1.2.1糖尿病大鼠模型建立及分組 隨機(jī)選取體質(zhì)量(250±20)g，健康 ♂ SD大鼠50只，其中40只尾靜脈一次性注射30 mg·kg-1STZ(由枸櫞酸緩沖液提前配置)制備糖尿病大鼠模型。72 h后檢測血糖指標(biāo)(血糖濃度大于16.7 mmol·L-1)，尿糖檢測呈陽性的大鼠視為模型建立成功。另外10只設(shè)為正常對照組(Control)，尾靜脈注射等量的0.1 mmol·L-1枸櫞酸緩沖液。將建模成功的糖尿病大鼠隨機(jī)分為4組:DM組、DM+SalB低劑量組(80 mg·kg·d-1)、DM+SalB中劑量組(120 mg·kg·d-1)、DM+SalB高劑量組(160 mg·kg·d-1)。SalB組在建模成功后每天進(jìn)行灌胃給藥處理。共飼養(yǎng)12周。

1.2.2天狼星紅染色 取左室心肌組織，用新鮮配置的多聚甲醛溶液固定，不同濃度的無水乙醇脫水處理，石蠟包埋，常規(guī)石蠟切片脫蠟，天狼星紅染色10 min，無水乙醇稍洗后 瀝干，脫水透明，中性樹脂封片，于鏡下觀察膠原纖維呈紅色，拍照保存。

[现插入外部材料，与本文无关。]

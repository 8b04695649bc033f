//! Raw collection and document browser.

use skincare_admin_core::Document;

use crate::data::{DataAccess, PRODUCTS, SKIN_ANALYSIS, USERS};
use crate::store::{CollectionPath, DocumentPath, Order, StoreResult};

/// Documents shown per browsed collection.
pub const BROWSE_LIMIT: usize = 50;

/// Root collections offered in the browser. Root collections cannot be
/// enumerated through the document API, so the list is fixed.
#[must_use]
pub const fn known_collections() -> [&'static str; 5] {
    [USERS, PRODUCTS, SKIN_ANALYSIS, "debug", "test"]
}

/// First [`BROWSE_LIMIT`] documents of any collection path.
///
/// # Errors
///
/// Returns [`crate::store::StoreError::InvalidPath`] for a malformed path.
pub async fn browse_collection(data: &DataAccess, path: &str) -> StoreResult<Vec<Document>> {
    let collection = CollectionPath::parse(path)?;
    Ok(data.list(&collection, BROWSE_LIMIT, Order::Unordered).await)
}

/// One document by collection path and id.
///
/// # Errors
///
/// Returns [`crate::store::StoreError::InvalidPath`] for a malformed path.
pub async fn browse_document(
    data: &DataAccess,
    collection: &str,
    id: &str,
) -> StoreResult<Option<Document>> {
    let document: DocumentPath = CollectionPath::parse(collection)?.doc(id)?;
    Ok(data.get(&document).await)
}

#[cfg(test)]
#[allow(clippy::unwrap_used)]
mod tests {
    use super::*;
    use crate::store::{ConnectionManager, MemoryConnector, MemoryStore};
    use skincare_admin_core::Fields;
    use std::sync::Arc;

    #[tokio::test]
    async fn test_browse_caps_at_limit() {
        let store = Arc::new(MemoryStore::new());
        for i in 0..(BROWSE_LIMIT + 5) {
            store.insert(&format!("debug/d{i:03}"), Fields::new()).unwrap();
        }
        let connector = MemoryConnector::new(store);
        let data = DataAccess::new(Arc::new(ConnectionManager::new(Arc::new(connector))));

        assert_eq!(
            browse_collection(&data, "debug").await.unwrap().len(),
            BROWSE_LIMIT
        );
        assert!(browse_document(&data, "debug", "d000").await.unwrap().is_some());
        assert!(browse_document(&data, "debug", "nope").await.unwrap().is_none());
        assert!(browse_collection(&data, "debug/d000").await.is_err());
    }
}
//! Dashboard counters, daily trends and popular products.
//!
//! All figures come from bounded lists filtered in process, so they are
//! approximate once a collection grows past the fetch limit.

use chrono::{DateTime, Duration, NaiveDate, Utc};
use futures::future::join_all;
use serde::Serialize;
use skincare_admin_core::{Product, SkinAnalysis, User};
use tracing::instrument;

use crate::data::{DataAccess, SKIN_ANALYSIS, USERS};
use crate::store::{CollectionPath, DocumentPath, Order};

/// Number of days covered by [`trends`].
pub const TREND_DAYS: i64 = 7;

/// Number of products returned by [`popular_products`] by default.
pub const POPULAR_PRODUCTS: usize = 5;

#[derive(Debug, Clone, Copy, Default, PartialEq, Eq, Serialize)]
#[serde(rename_all = "camelCase")]
pub struct DashboardStats {
    pub total_users: usize,
    /// Users whose last login is within the past 24 hours.
    pub daily_users: usize,
    /// Analyses taken within the past 24 hours.
    pub daily_analyses: usize,
    /// Users created within the past 30 days.
    pub monthly_users: usize,
    pub total_analyses: usize,
}

/// Per-day analysis count and rounded average scores.
#[derive(Debug, Clone, PartialEq, Serialize)]
#[serde(rename_all = "camelCase")]
pub struct DailyTrend {
    pub date: NaiveDate,
    pub diagnostics: usize,
    pub skin_age: f64,
    pub pimples: f64,
    pub pores: f64,
    pub firmness: f64,
    pub redness: f64,
    pub sagging: f64,
}

/// Up to `limit` users plus up to `limit` analyses of each, fetched concurrently.
async fn users_with_analyses(data: &DataAccess, limit: usize) -> (Vec<User>, Vec<SkinAnalysis>) {
    let Ok(users_path) = CollectionPath::parse(USERS) else {
        return (Vec::new(), Vec::new());
    };
    let users: Vec<User> = data
        .list(&users_path, limit, Order::newest_first("createdAt"))
        .await
        .iter()
        .map(User::from_document)
        .collect();

    let users_path = &users_path;
    let per_user = join_all(users.iter().map(|user| async move {
        let Ok(path) = users_path
            .doc(&user.id)
            .and_then(|doc: DocumentPath| doc.collection(SKIN_ANALYSIS))
        else {
            return Vec::new();
        };
        data.list(&path, limit, Order::newest_first("timestamp"))
            .await
            .iter()
            .map(SkinAnalysis::from_document)
            .collect::<Vec<_>>()
    }))
    .await;

    (users, per_user.into_iter().flatten().collect())
}

/// Compute dashboard counters relative to `now`.
#[instrument(skip(data))]
pub async fn dashboard_stats(data: &DataAccess, now: DateTime<Utc>, limit: usize) -> DashboardStats {
    let (users, analyses) = users_with_analyses(data, limit).await;
    let yesterday = now - Duration::days(1);
    let last_month = now - Duration::days(30);

    let stats = DashboardStats {
        total_users: users.len(),
        daily_users: users
            .iter()
            .filter(|u| u.last_login_at.is_some_and(|at| at >= yesterday))
            .count(),
        daily_analyses: analyses
            .iter()
            .filter(|a| a.timestamp.is_some_and(|at| at >= yesterday))
            .count(),
        monthly_users: users
            .iter()
            .filter(|u| u.created_at.is_some_and(|at| at >= last_month))
            .count(),
        total_analyses: analyses.len(),
    };
    tracing::debug!(?stats, "Dashboard stats calculated");
    stats
}

#[allow(clippy::cast_precision_loss)] // Daily counts are tiny
fn rounded_mean(analyses: &[&SkinAnalysis], score: fn(&SkinAnalysis) -> f64) -> f64 {
    if analyses.is_empty() {
        return 0.0;
    }
    let total: f64 = analyses.iter().map(|a| score(a)).sum();
    (total / analyses.len() as f64).round()
}

/// Group analyses into the last [`TREND_DAYS`] UTC dates ending at `now`, oldest first.
#[must_use]
pub fn daily_trends(analyses: &[SkinAnalysis], now: DateTime<Utc>) -> Vec<DailyTrend> {
    let today = now.date_naive();
    (0..TREND_DAYS)
        .rev()
        .map(|offset| today - Duration::days(offset))
        .map(|date| {
            let day: Vec<&SkinAnalysis> = analyses
                .iter()
                .filter(|a| a.timestamp.is_some_and(|at| at.date_naive() == date))
                .collect();
            DailyTrend {
                date,
                diagnostics: day.len(),
                skin_age: rounded_mean(&day, |a| a.skin_age),
                pimples: rounded_mean(&day, |a| a.pimples),
                pores: rounded_mean(&day, |a| a.pores),
                firmness: rounded_mean(&day, |a| a.firmness),
                redness: rounded_mean(&day, |a| a.redness),
                sagging: rounded_mean(&day, |a| a.sagging),
            }
        })
        .collect()
}

/// Daily trends over the bounded analysis sample.
#[instrument(skip(data))]
pub async fn trends(data: &DataAccess, now: DateTime<Utc>, limit: usize) -> Vec<DailyTrend> {
    let (_, analyses) = users_with_analyses(data, limit).await;
    daily_trends(&analyses, now)
}

/// Highest-rated products from the bounded product list.
pub async fn popular_products(data: &DataAccess, limit: usize, top: usize) -> Vec<Product> {
    let mut products = data.list_products(limit).await;
    products.sort_by(|a, b| {
        b.evaluation_score
            .unwrap_or_default()
            .total_cmp(&a.evaluation_score.unwrap_or_default())
    });
    products.truncate(top);
    products
}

1.2.3CFs原代培養(yǎng) 新生SD大鼠乳鼠，1～3 d，♀♂不拘，75%酒精消毒，用無菌的手術(shù)剪刀將心臟快速取出，放于預(yù)冷的PBS緩沖液燒杯中清洗干凈，再使用眼科剪將心肌組織剪成大約1 mm3的組織碎塊，將燒杯中剩余的PBS液體吸去，再加入0.25%的胰蛋白酶消化液，并將組織碎塊轉(zhuǎn)移至離心管中進(jìn)行消化，5 min后將上清吸去。繼續(xù)加入胰酶消化液并放入細(xì)胞培養(yǎng)箱中8 min，搖晃使組織碎塊充分的消化，靜置后，將離心管中的上清液吸出，并置于裝有新鮮配置的含10%胎牛血清的DMEM培養(yǎng)液(完全培養(yǎng)基)的離心管中終止消化，重復(fù)消化數(shù)次直至組織碎塊消失。消化好的上清液合并后，1 200 r·min-1離心5 min，吸除上清液，再加入完全培養(yǎng)基，將細(xì)胞沉淀輕輕吹散，混懸均勻后接種于培養(yǎng)瓶中差速貼壁1 h，更換完全培養(yǎng)基繼續(xù)培養(yǎng)。待細(xì)胞培養(yǎng)貼至融合時(shí)，進(jìn)行消化傳代處理，后續(xù)實(shí)驗(yàn)使用2～4代細(xì)胞。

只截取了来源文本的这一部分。